§ **Dataset records**
use anyhow::{Context, Result};
use clap::{Parser, Subcommand, ValueEnum};
use std::collections::BTreeMap;
use std::sync::Arc;
use std::time::Duration;
use tokio::sync::mpsc;
use tracing::{info, warn};
use tracing_subscriber::{layer::SubscriberExt, util::SubscriberInitExt};

use lookup_provider::{
    config::{AvatarCacheConfig, Config, defaults::{DEFAULT_CONFIG_FILE, DEFAULT_WAIT}},
    models::{LookupKey, LookupResponse},
    services::{
        DeliveryQueue, KeyNormalizer, ListenerHandle, LookupService, LookupServiceSettings,
        TieredBitmapCache,
    },
    transports,
};

#[derive(Parser)]
#[command(name = "lookup-provider")]
#[command(version)]
#[command(about = "Caller-identity lookups with a tiered avatar cache")]
#[command(long_about = None)]
struct Cli {
    /// Configuration file path
    #[arg(short, long, default_value = DEFAULT_CONFIG_FILE)]
    config: String,

    /// Log level
    #[arg(short = 'v', long, default_value = "info")]
    log_level: String,

    /// Log output format
    #[arg(long, value_enum, default_value_t = LogFormat::Text)]
    log_format: LogFormat,

    /// Region used to canonicalize national numbers (overrides config file)
    #[arg(short, long, value_name = "REGION")]
    region: Option<String>,

    #[command(subcommand)]
    command: Command,
}

#[derive(Clone, Copy, ValueEnum)]
enum LogFormat {
    Text,
    Json,
}

#[derive(Subcommand)]
enum Command {
    /// Look numbers up and print whatever the provider returns
    Lookup {
        #[arg(required = true)]
        numbers: Vec<String>,
        /// Skip cached results
        #[arg(long)]
        requery: bool,
        /// How long to wait for answers
        #[arg(long, default_value = DEFAULT_WAIT, value_parser = humantime::parse_duration)]
        wait: Duration,
    },
    /// Report a number as spam
    Spam {
        number: String,
        #[arg(long, default_value = DEFAULT_WAIT, value_parser = humantime::parse_duration)]
        wait: Duration,
    },
    /// Fetch avatar images through the tiered cache
    Avatar {
        #[arg(required = true)]
        urls: Vec<String>,
        #[arg(long, default_value = DEFAULT_WAIT, value_parser = humantime::parse_duration)]
        wait: Duration,
    },
    /// Print the effective configuration
    Config,
}

#[tokio::main]
async fn main() -> Result<()> {
    let cli = Cli::parse();
    init_tracing(&cli.log_level, cli.log_format);

    let mut config = Config::load_from_file(&cli.config)
        .with_context(|| format!("loading configuration from {}", cli.config))?;
    if let Some(region) = cli.region {
        config.lookup.region = region;
        config.validate()?;
    }
    info!("Configuration loaded from: {}", cli.config);

    match cli.command {
        Command::Lookup {
            numbers,
            requery,
            wait,
        } => run_lookup(&config, &numbers, requery, wait).await,
        Command::Spam { number, wait } => run_spam(&config, &number, wait).await,
        Command::Avatar { urls, wait } => run_avatar(&config, &urls, wait).await,
        Command::Config => {
            print!("{}", config.to_toml()?);
            Ok(())
        }
    }
}

fn init_tracing(level: &str, format: LogFormat) {
    let log_filter = format!("lookup_provider={level}");
    let registry = tracing_subscriber::registry().with(
        tracing_subscriber::EnvFilter::try_from_default_env()
            .unwrap_or_else(|_| log_filter.into()),
    );
    match format {
        LogFormat::Text => registry
            .with(tracing_subscriber::fmt::layer().with_writer(std::io::stderr))
            .init(),
        LogFormat::Json => registry
            .with(
                tracing_subscriber::fmt::layer()
                    .json()
                    .with_writer(std::io::stderr),
            )
            .init(),
    }
}

fn build_service(config: &Config, delivery: DeliveryQueue) -> Result<LookupService> {
    let normalizer = KeyNormalizer::new(&config.lookup.region)?;
    let transport = transports::from_config(&config.provider)?;
    Ok(LookupService::new(
        normalizer,
        transport,
        delivery,
        LookupServiceSettings::from(&config.lookup),
    ))
}

/// Listener that forwards every notification for `key` into `tx`
fn forwarding_listener(
    key: LookupKey,
    tx: mpsc::UnboundedSender<(LookupKey, LookupResponse)>,
) -> ListenerHandle {
    Arc::new(move |info: &LookupResponse| {
        let _ = tx.send((key.clone(), info.clone()));
    })
}

/// Receive up to `expected` items, giving up after `wait` or on Ctrl-C
async fn collect<T>(rx: &mut mpsc::UnboundedReceiver<T>, expected: usize, wait: Duration) -> Vec<T> {
    let mut received = Vec::new();
    let deadline = tokio::time::sleep(wait);
    tokio::pin!(deadline);

    while received.len() < expected {
        tokio::select! {
            item = rx.recv() => match item {
                Some(item) => received.push(item),
                None => break,
            },
            _ = &mut deadline => break,
            _ = tokio::signal::ctrl_c() => {
                warn!("Interrupted; not waiting for remaining results");
                break;
            }
        }
    }
    received
}

fn print_response(key: &LookupKey, response: &LookupResponse) -> Result<()> {
    println!("{key}: {}", serde_json::to_string_pretty(response)?);
    Ok(())
}

async fn run_lookup(config: &Config, numbers: &[String], requery: bool, wait: Duration) -> Result<()> {
    let (delivery, _delivery_loop) = DeliveryQueue::spawn();
    let service = build_service(config, delivery)?;
    let (tx, mut rx) = mpsc::unbounded_channel();

    service.on_observer_arrive();

    // Listeners are held weakly by the service; keep them alive here
    let mut listeners = Vec::new();
    let mut pending = BTreeMap::new();
    for raw in numbers {
        let key = match service.normalize(raw) {
            Ok(key) => key,
            Err(e) => {
                eprintln!("{raw}: {e}");
                continue;
            }
        };
        if pending.contains_key(&key) {
            continue;
        }
        let listener = forwarding_listener(key.clone(), tx.clone());
        service.subscribe(key.as_str(), &listener)?;
        listeners.push(listener);
        pending.insert(key, raw.clone());
    }

    for key in pending.keys() {
        service.lookup_normalized(key, requery);
    }

    for (key, response) in collect(&mut rx, pending.len(), wait).await {
        print_response(&key, &response)?;
        pending.remove(&key);
    }
    for raw in pending.values() {
        eprintln!("{raw}: no answer within {}", humantime::format_duration(wait));
    }

    service.on_observer_depart()?;
    drop(listeners);
    Ok(())
}

async fn run_spam(config: &Config, number: &str, wait: Duration) -> Result<()> {
    let (delivery, _delivery_loop) = DeliveryQueue::spawn();
    let service = build_service(config, delivery)?;
    let key = service.normalize(number)?;

    service.on_observer_arrive();
    println!(
        "provider: {} (spam reporting: {})",
        service.provider_display_name().unwrap_or_else(|| "-".to_string()),
        service.has_spam_reporting_capability()
    );
    service.mark_as_spam_normalized(&key);
    service.on_observer_depart()?;

    // The report runs on the stopped provider's executor; let it finish
    tokio::select! {
        _ = service.drain() => println!("{key}: spam report completed"),
        _ = tokio::time::sleep(wait) => {
            eprintln!("{key}: spam report still pending after {}", humantime::format_duration(wait));
        }
        _ = tokio::signal::ctrl_c() => warn!("Interrupted; spam report may not have been sent"),
    }
    Ok(())
}

async fn run_avatar(config: &Config, urls: &[String], wait: Duration) -> Result<()> {
    let (delivery, _delivery_loop) = DeliveryQueue::spawn();
    // Fetching by URL is the point of this command
    let avatar_config = AvatarCacheConfig {
        fetch_remote: true,
        ..config.avatar_cache.clone()
    };
    let cache = TieredBitmapCache::from_config(&avatar_config, delivery)?;
    cache.initialize()?;

    let (tx, mut rx) = mpsc::unbounded_channel();
    for url in urls {
        let tx = tx.clone();
        cache.fetch_async(url, move |key, image| {
            let _ = tx.send((key, image.map(|image| (image.width(), image.height()))));
        });
    }
    drop(tx);

    for (key, dimensions) in collect(&mut rx, urls.len(), wait).await {
        match dimensions {
            Some((width, height)) => println!("{key}: {width}x{height}"),
            None => println!("{key}: no image"),
        }
    }
    println!("{}", serde_json::to_string_pretty(&cache.stats())?);

    cache.terminate();
    Ok(())
}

§ **What this task involves**
Across the data, pull every line containing the string "transports".

§ **Solution to this problem**
    transports,
    let transport = transports::from_config(&config.provider)?;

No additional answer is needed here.